To relate the stories of those he interviews for the project, Grodstein includes Adam’s notes. Their histories are fascinating, absorbing, and largely heartbreaking. As the days pass, their living conditions worsen and they do not have enough food. But there is a black market and Adam saved some valuable items to trade, a dangerous endeavor, in order to help feed the children who are part of his household. Adam’s narrative is straightforward and candid, his descriptions of the horrors of life in the Ghetto and the brutalities he witnesses unsparing, but essential to an understanding of his experiences and emotions.

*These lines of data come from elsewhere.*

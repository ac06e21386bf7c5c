//! Test data builders for tracked task messages

use jobservice_domain::{
    HeaderValue, MessageHeaders, SourceInfo, TaskMessage, TaskStatus, TrackingInfo,
    REJECTED_HEADER, RETRY_HEADER,
};

/// Builder for a task message that is being tracked on its way to `track_to`
pub struct TaskMessageBuilder {
    message: TaskMessage,
}

impl TaskMessageBuilder {
    pub fn new() -> Self {
        let mut message = TaskMessage::new_task("J1.1", "ExampleWorker", 1, b"{}".to_vec());
        message.to = Some("example-out".to_string());
        message.tracking = Some(TrackingInfo {
            job_task_id: Some("tenant-a:J1.1".to_string()),
            status_check_time: None,
            status_check_url: Some("http://jobservice/partitions/tenant-a/jobs/J1/status".to_string()),
            tracking_pipe: Some("jobtracking-in".to_string()),
            track_to: Some("example-out".to_string()),
        });
        Self { message }
    }

    pub fn with_status(mut self, status: TaskStatus) -> Self {
        self.message.task_status = status;
        self
    }

    pub fn with_to(mut self, to: Option<&str>) -> Self {
        self.message.to = to.map(String::from);
        self
    }

    pub fn with_track_to(mut self, track_to: Option<&str>) -> Self {
        if let Some(tracking) = self.message.tracking.as_mut() {
            tracking.track_to = track_to.map(String::from);
        }
        self
    }

    pub fn with_job_task_id(mut self, job_task_id: Option<&str>) -> Self {
        if let Some(tracking) = self.message.tracking.as_mut() {
            tracking.job_task_id = job_task_id.map(String::from);
        }
        self
    }

    pub fn without_tracking(mut self) -> Self {
        self.message.tracking = None;
        self
    }

    pub fn with_classifier(mut self, classifier: &str) -> Self {
        self.message.task_classifier = classifier.to_string();
        self
    }

    pub fn with_task_data(mut self, task_data: &[u8]) -> Self {
        self.message.task_data = task_data.to_vec();
        self
    }

    pub fn with_source(mut self, name: &str) -> Self {
        self.message.source_info = Some(SourceInfo {
            name: name.to_string(),
            version: "1.0".to_string(),
        });
        self
    }

    pub fn build(self) -> TaskMessage {
        self.message
    }
}

impl Default for TaskMessageBuilder {
    fn default() -> Self {
        Self::new()
    }
}

/// Headers set by the worker framework when a task is retried or rejected
pub fn routing_headers(rejected_reason: Option<&str>, retry_count: Option<i64>) -> MessageHeaders {
    let mut headers = MessageHeaders::new().with("x-correlation", HeaderValue::Text("corr-1".into()));
    if let Some(reason) = rejected_reason {
        headers.insert(REJECTED_HEADER, HeaderValue::Text(reason.to_string()));
    }
    if let Some(count) = retry_count {
        headers.insert(RETRY_HEADER, HeaderValue::Int(count));
    }
    headers
}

Adam is principled, dedicated to his students, and likable. His story is completely gripping and sympathetic. His naivete is evident, as Grodstein illustrates, in part, through his interactions with other characters. He grows close to his housemates, especially Sala Wiskoff, who is focused on keeping her two sons alive. They are actively smuggling food, while her husband, Emil, has been leveled by grief over the death of his mother. Sala ponders whether they are “really are just waiting here to die.” Adam rationalizes that “they can’t kill all of us. What would be the gain in that? It’s illogical. And the Nazis pride themselves on being logical.” Isolated and cut off from the rest of the world, Adam and his fellow prisoners in the Ghetto have no idea what is actually taking place beyond the locked gates. But their musings and struggle to find reason in a world gone mad is fascinating, thought-provoking, and enlightening, especially when considered through the lens of history.

Grodstein has deftly created a cast of vibrant characters whose stories are mesmerizing. Szifra Joseph, a beautiful and intelligent fifteen-year-old who was Adam’s student before the war, is one of the most memorable. Her family was wealthy – her father owned a clothing factory which was commandeered by the Germans – but now her mother, on the verge of complete mental collapse, toils in a brush factory and her younger brothers risk their lives foraging for food. Her family has connections to the Warner Brothers in Hollywood, and she plans to use those connections to make her way to California once the Ghetto is liberated. Because of all she has been through, she is angry, outspoken, cynical, and jaded. She believes she can secure her family’s safety through manipulation and persuasion, relying on her charms to gain favor with their captors. She is certain she can obtain kennkartes that will enable them to escape. “It is my choice to take charge of my life and my goals and protect my family and rely on the good graces of whomever can help me,” she tells Afam.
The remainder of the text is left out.